- EXERCISE GOAL
Within the material below, locate the line with "fn from(vehicle: &Vehicle)" and the line with "a vehicle from", then return those two lines and all lines between them, exactly as written.

DATA TO EXAMINE START

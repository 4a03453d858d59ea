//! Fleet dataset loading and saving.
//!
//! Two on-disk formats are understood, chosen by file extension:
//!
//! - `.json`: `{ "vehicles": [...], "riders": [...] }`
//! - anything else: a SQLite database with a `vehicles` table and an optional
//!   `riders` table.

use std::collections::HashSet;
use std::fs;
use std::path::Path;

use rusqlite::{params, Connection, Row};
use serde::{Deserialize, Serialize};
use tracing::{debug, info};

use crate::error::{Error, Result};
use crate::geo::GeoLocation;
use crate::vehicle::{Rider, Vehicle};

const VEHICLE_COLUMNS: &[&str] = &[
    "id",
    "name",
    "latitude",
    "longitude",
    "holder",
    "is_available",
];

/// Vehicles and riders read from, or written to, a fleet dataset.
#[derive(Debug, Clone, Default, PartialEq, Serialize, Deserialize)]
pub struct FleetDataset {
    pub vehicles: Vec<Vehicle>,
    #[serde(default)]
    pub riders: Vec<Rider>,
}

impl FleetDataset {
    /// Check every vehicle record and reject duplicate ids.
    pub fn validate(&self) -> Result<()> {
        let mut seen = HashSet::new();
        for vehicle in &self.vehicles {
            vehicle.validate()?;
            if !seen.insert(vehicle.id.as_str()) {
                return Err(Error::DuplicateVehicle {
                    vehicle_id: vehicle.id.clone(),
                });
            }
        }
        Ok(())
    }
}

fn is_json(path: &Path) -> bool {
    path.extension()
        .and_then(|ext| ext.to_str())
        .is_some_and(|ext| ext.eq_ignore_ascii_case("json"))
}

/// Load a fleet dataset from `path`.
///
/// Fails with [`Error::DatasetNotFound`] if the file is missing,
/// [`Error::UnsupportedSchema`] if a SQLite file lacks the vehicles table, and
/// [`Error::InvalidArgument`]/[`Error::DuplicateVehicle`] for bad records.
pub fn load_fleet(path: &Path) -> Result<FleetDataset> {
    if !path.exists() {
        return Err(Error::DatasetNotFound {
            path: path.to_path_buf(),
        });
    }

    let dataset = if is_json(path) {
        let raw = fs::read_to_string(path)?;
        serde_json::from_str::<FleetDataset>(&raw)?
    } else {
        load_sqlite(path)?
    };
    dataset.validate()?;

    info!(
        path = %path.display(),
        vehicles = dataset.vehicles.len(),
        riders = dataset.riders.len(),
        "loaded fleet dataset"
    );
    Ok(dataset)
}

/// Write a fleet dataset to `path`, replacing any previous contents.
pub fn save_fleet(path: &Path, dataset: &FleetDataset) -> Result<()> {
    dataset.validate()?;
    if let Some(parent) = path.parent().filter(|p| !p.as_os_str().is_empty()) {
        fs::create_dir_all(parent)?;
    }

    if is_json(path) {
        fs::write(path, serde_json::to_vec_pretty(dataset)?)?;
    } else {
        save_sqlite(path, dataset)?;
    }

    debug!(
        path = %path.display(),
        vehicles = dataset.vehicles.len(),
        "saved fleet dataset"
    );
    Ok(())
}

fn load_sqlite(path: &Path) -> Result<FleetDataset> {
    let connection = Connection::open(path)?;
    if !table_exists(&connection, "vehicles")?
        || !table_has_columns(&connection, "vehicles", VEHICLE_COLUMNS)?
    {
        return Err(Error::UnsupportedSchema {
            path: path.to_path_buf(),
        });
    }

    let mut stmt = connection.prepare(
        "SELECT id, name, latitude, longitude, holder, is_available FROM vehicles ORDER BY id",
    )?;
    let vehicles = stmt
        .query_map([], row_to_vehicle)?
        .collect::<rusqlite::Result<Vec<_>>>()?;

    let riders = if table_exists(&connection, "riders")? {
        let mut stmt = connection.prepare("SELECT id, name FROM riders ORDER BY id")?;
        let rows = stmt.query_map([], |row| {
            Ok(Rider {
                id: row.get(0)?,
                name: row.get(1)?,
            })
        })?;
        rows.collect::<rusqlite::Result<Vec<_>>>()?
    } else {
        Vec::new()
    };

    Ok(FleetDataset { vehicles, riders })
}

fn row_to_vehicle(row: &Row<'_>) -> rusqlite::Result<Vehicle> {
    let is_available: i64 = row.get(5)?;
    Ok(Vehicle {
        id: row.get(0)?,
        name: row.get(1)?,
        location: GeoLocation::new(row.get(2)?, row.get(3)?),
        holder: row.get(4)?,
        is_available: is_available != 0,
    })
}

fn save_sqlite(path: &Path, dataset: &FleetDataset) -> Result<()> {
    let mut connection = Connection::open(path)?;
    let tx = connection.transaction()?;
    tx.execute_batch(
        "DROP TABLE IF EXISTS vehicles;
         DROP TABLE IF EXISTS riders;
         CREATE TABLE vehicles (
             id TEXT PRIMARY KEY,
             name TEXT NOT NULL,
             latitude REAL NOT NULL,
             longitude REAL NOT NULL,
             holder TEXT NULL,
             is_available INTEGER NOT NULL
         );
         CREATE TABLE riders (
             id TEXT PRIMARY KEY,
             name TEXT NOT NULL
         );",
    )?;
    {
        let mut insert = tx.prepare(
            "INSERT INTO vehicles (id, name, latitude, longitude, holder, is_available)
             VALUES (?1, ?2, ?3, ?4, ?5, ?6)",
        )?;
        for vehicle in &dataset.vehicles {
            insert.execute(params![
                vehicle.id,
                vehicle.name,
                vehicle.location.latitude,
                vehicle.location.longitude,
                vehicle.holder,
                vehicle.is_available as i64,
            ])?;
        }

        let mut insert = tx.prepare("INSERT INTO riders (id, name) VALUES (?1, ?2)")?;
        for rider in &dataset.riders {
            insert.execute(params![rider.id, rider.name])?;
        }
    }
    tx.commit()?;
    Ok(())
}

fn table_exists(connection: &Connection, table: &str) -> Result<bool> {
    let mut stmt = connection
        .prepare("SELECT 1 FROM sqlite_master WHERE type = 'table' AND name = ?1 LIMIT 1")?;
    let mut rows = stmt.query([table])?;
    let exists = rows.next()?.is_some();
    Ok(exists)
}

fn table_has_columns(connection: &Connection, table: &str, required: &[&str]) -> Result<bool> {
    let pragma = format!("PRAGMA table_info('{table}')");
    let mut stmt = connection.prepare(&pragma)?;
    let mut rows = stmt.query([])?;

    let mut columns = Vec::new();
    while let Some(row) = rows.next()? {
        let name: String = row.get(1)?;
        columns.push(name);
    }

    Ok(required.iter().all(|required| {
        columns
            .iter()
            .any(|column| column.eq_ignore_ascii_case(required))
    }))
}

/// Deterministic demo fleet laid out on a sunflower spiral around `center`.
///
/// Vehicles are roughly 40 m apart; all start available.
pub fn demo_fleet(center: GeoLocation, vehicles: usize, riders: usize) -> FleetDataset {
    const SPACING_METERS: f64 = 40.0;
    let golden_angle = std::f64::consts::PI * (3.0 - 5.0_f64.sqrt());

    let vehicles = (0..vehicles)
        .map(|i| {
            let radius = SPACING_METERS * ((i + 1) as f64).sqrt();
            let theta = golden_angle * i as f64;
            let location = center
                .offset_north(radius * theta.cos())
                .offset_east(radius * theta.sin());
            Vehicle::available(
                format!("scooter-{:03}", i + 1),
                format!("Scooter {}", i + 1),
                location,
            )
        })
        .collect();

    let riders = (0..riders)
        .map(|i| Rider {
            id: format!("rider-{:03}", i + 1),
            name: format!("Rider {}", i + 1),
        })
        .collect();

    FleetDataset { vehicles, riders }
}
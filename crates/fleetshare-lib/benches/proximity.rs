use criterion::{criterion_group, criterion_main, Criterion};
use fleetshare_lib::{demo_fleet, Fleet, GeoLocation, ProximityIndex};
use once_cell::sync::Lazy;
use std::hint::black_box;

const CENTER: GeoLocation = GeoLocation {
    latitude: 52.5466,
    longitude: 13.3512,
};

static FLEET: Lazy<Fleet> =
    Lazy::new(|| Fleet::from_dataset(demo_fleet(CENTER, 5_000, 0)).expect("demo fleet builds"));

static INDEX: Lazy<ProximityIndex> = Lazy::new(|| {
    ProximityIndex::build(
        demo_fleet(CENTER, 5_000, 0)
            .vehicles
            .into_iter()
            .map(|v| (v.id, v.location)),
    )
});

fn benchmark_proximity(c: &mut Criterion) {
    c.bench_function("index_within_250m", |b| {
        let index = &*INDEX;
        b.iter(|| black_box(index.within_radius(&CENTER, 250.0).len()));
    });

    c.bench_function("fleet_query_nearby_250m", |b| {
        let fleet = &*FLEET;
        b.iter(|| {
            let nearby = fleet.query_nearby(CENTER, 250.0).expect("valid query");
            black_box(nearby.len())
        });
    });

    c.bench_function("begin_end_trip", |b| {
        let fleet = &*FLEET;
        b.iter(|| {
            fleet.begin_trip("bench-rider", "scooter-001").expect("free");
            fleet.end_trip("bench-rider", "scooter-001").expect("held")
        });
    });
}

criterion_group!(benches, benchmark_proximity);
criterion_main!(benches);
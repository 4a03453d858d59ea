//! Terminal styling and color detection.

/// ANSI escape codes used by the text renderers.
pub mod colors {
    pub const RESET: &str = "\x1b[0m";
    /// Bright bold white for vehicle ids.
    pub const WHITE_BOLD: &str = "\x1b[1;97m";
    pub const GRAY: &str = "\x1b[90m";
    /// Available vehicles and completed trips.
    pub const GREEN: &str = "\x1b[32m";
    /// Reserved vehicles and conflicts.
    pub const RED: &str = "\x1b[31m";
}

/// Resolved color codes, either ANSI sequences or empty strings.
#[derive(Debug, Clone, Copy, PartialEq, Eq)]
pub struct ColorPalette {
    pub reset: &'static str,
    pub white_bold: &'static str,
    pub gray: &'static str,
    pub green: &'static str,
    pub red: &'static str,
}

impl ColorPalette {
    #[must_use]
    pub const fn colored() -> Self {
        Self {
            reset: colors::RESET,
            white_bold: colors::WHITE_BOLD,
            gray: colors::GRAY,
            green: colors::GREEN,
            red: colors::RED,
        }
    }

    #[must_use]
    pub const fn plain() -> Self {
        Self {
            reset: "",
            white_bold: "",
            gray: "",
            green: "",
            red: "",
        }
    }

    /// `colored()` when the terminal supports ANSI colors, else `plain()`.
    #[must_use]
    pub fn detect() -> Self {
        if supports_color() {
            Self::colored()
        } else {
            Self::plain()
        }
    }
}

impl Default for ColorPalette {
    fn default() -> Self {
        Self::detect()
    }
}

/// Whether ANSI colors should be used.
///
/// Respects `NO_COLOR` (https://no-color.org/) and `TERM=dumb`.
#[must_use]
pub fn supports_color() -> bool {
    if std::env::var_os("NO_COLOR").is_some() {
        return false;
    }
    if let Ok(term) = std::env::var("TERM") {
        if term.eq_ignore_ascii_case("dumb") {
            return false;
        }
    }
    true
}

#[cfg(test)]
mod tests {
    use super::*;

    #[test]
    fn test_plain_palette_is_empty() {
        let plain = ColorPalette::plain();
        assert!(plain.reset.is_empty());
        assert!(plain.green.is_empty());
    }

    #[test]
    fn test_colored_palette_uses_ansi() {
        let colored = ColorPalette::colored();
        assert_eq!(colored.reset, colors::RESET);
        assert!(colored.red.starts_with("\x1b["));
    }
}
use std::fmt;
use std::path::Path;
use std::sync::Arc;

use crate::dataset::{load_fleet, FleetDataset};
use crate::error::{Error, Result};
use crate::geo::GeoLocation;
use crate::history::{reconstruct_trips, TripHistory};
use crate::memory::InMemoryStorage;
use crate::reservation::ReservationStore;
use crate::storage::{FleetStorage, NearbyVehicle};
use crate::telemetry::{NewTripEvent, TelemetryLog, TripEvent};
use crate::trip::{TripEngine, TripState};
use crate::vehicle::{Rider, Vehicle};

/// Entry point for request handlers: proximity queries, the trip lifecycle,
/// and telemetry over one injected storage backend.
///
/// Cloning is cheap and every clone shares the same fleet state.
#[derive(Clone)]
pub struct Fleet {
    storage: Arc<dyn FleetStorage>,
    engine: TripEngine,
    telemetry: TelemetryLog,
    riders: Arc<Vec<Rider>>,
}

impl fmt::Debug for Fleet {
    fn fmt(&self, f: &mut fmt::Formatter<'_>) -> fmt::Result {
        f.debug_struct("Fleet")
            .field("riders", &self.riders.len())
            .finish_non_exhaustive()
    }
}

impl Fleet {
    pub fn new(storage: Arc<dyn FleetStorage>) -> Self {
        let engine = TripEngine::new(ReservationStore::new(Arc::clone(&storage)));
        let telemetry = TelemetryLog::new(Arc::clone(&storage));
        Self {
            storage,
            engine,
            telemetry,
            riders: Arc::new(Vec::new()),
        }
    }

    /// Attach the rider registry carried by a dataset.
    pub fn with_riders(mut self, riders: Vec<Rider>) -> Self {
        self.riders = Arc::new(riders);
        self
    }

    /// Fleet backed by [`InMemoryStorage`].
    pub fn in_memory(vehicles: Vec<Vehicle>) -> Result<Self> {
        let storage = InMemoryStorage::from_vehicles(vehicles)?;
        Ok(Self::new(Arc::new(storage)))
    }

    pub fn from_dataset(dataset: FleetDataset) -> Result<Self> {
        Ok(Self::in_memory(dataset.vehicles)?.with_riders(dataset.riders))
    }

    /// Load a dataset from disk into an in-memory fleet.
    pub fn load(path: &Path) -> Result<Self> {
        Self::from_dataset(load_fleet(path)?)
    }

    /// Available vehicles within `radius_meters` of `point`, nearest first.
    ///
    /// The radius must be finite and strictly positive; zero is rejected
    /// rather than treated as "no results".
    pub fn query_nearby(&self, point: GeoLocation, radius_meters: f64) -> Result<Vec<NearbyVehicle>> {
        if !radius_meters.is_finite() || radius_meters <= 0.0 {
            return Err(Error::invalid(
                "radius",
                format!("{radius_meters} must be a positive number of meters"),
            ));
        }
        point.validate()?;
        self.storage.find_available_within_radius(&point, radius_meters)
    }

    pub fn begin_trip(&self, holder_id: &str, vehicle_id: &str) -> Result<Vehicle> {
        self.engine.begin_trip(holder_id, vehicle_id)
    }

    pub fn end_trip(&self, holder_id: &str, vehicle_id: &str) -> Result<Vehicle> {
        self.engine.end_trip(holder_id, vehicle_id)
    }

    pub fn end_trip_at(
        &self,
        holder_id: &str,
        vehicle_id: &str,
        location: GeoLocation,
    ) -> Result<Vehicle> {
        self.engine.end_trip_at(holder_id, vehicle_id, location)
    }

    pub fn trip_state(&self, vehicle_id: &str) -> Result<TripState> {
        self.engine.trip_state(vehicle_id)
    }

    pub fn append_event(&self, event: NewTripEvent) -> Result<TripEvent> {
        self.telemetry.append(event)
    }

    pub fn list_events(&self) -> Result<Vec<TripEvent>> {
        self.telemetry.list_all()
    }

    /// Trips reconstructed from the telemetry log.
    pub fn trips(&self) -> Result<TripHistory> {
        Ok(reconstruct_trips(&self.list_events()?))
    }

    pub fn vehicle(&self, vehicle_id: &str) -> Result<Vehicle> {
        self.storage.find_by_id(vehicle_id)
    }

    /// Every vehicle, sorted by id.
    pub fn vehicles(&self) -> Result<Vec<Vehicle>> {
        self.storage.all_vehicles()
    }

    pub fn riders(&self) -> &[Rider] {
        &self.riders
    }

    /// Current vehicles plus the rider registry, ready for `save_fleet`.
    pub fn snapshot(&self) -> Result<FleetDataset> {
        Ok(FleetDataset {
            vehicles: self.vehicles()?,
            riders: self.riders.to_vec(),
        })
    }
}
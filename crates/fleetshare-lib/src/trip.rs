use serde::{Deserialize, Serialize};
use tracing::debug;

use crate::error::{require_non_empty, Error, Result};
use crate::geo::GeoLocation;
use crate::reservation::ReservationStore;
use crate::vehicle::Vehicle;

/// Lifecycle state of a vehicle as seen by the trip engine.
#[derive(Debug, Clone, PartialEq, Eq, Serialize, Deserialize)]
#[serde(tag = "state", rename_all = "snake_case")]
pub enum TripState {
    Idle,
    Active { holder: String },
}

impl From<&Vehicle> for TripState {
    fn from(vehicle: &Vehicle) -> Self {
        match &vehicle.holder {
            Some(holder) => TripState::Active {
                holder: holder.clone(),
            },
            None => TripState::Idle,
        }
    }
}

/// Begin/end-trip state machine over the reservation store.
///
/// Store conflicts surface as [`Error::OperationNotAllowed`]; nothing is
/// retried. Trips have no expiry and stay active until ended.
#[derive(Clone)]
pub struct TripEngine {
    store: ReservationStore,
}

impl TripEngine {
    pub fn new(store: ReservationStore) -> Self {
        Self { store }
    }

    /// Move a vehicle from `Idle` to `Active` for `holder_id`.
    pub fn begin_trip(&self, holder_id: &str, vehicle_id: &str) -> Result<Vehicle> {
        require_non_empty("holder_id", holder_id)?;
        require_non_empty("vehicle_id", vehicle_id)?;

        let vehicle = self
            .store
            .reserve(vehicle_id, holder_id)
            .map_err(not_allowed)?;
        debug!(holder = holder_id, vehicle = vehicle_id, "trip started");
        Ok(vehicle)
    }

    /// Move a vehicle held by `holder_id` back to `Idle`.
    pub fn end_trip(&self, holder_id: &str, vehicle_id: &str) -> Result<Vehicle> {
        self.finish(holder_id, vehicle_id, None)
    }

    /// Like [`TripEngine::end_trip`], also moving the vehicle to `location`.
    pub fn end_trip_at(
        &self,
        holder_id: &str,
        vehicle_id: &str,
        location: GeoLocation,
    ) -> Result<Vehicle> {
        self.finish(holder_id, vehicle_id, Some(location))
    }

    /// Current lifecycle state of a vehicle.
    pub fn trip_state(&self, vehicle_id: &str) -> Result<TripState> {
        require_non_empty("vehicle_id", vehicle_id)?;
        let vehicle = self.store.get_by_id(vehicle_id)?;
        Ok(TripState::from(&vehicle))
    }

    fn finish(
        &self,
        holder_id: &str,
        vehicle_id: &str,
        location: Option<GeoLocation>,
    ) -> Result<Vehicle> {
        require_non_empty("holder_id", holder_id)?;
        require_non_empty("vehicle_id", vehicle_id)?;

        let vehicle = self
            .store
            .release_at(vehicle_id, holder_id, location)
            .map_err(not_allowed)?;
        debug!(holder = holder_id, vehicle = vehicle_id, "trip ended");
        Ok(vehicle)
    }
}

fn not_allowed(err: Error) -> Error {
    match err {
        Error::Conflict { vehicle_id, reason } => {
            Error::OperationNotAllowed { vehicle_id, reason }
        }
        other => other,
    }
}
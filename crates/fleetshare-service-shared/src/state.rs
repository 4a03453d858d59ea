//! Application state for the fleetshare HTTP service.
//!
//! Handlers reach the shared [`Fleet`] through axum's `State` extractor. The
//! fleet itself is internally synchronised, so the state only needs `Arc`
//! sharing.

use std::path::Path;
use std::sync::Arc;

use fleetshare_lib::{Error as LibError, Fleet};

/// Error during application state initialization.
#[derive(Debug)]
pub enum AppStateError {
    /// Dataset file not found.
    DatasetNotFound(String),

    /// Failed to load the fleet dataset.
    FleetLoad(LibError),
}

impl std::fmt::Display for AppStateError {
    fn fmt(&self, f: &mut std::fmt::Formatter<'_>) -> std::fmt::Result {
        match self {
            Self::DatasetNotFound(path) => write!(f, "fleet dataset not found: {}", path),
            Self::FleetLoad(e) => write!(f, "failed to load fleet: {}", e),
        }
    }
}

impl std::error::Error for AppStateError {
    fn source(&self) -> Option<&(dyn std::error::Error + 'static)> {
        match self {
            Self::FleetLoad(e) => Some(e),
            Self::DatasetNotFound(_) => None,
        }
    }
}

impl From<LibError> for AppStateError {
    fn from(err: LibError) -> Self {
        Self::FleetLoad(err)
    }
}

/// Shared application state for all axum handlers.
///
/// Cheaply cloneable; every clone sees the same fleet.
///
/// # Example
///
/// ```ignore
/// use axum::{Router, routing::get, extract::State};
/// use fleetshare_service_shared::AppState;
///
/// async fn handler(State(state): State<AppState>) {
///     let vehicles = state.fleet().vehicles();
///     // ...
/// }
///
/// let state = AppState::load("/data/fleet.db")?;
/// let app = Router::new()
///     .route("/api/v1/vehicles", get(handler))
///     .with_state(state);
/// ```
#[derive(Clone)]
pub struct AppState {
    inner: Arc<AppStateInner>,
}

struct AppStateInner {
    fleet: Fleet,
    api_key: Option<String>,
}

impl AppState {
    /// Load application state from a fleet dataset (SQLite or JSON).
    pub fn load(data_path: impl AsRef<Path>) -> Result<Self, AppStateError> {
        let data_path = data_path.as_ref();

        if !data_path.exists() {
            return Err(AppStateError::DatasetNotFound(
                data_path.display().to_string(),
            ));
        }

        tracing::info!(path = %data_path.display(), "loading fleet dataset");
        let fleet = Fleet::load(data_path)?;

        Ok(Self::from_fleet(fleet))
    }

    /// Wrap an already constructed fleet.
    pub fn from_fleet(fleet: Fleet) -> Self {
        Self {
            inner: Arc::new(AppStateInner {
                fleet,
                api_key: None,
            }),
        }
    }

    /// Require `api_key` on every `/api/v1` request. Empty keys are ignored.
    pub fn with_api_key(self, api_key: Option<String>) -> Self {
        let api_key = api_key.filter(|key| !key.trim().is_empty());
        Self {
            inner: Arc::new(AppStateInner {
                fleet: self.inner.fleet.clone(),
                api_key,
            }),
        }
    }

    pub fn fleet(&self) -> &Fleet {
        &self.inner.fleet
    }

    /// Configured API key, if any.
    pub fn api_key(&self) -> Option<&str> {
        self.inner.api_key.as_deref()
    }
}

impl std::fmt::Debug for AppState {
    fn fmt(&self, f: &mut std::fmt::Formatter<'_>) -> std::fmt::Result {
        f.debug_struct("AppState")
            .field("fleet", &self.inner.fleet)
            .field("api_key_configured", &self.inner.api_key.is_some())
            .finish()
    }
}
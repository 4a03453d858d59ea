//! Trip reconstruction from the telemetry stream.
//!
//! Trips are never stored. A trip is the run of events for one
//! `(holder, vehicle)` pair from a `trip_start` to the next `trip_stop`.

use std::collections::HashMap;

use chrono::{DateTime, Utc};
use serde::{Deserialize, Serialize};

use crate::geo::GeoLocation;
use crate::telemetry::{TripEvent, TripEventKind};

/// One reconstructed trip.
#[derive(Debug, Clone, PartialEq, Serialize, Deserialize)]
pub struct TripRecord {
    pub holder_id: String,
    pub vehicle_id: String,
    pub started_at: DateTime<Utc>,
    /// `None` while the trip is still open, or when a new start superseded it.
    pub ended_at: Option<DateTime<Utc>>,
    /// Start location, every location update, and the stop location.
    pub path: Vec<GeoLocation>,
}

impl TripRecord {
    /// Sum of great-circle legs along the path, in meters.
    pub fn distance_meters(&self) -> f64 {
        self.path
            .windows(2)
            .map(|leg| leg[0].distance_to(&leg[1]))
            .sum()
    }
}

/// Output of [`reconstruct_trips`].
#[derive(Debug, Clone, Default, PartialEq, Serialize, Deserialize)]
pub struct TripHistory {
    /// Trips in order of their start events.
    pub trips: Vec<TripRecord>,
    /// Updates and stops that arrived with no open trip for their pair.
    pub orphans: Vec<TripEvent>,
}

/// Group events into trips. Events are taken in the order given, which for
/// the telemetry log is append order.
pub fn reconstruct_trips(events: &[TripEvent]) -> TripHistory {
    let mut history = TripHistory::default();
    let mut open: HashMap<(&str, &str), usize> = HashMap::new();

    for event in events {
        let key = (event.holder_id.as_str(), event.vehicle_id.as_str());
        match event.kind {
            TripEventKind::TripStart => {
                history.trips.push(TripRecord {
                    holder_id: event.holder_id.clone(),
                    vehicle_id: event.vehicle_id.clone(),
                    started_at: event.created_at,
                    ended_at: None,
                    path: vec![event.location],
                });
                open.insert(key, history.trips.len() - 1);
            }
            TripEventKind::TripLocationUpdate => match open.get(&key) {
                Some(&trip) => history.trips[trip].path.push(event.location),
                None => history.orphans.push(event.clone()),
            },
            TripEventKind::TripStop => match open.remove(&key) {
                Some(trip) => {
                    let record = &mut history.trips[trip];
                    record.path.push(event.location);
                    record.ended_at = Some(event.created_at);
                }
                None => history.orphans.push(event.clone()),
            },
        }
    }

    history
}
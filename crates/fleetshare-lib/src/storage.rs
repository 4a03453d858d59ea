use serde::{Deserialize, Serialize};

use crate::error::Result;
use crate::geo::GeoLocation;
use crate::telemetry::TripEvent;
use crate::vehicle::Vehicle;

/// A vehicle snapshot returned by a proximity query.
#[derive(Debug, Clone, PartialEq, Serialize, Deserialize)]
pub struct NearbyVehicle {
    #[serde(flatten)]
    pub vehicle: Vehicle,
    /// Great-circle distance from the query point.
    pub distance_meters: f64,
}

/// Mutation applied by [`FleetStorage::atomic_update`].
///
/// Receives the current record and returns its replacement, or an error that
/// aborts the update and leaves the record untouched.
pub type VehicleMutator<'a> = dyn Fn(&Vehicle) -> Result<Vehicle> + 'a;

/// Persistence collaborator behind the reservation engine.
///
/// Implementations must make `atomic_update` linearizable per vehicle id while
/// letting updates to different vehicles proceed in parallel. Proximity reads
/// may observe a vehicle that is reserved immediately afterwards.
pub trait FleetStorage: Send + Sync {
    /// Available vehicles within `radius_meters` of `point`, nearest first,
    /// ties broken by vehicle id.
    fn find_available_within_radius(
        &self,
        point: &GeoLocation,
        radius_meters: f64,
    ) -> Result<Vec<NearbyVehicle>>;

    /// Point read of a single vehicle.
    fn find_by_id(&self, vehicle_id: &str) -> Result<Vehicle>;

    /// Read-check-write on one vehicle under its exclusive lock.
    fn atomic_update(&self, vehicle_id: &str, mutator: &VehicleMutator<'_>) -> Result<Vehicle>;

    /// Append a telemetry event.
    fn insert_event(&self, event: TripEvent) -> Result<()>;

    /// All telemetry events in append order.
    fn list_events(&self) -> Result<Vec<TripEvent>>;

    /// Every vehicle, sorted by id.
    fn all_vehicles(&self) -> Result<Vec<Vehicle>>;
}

DATA TO EXAMINE END

- OUTPUT OF THE TASK
    fn from(vehicle: &Vehicle) -> Self {
        match &vehicle.holder {
            Some(holder) => TripState::Active {
                holder: holder.clone(),
            },
            None => TripState::Idle,
        }
    }
}

/// Begin/end-trip state machine over the reservation store.
///
/// Store conflicts surface as [`Error::OperationNotAllowed`]; nothing is
/// retried. Trips have no expiry and stay active until ended.
#[derive(Clone)]
pub struct TripEngine {
    store: ReservationStore,
}

impl TripEngine {
    pub fn new(store: ReservationStore) -> Self {
        Self { store }
    }

    /// Move a vehicle from `Idle` to `Active` for `holder_id`.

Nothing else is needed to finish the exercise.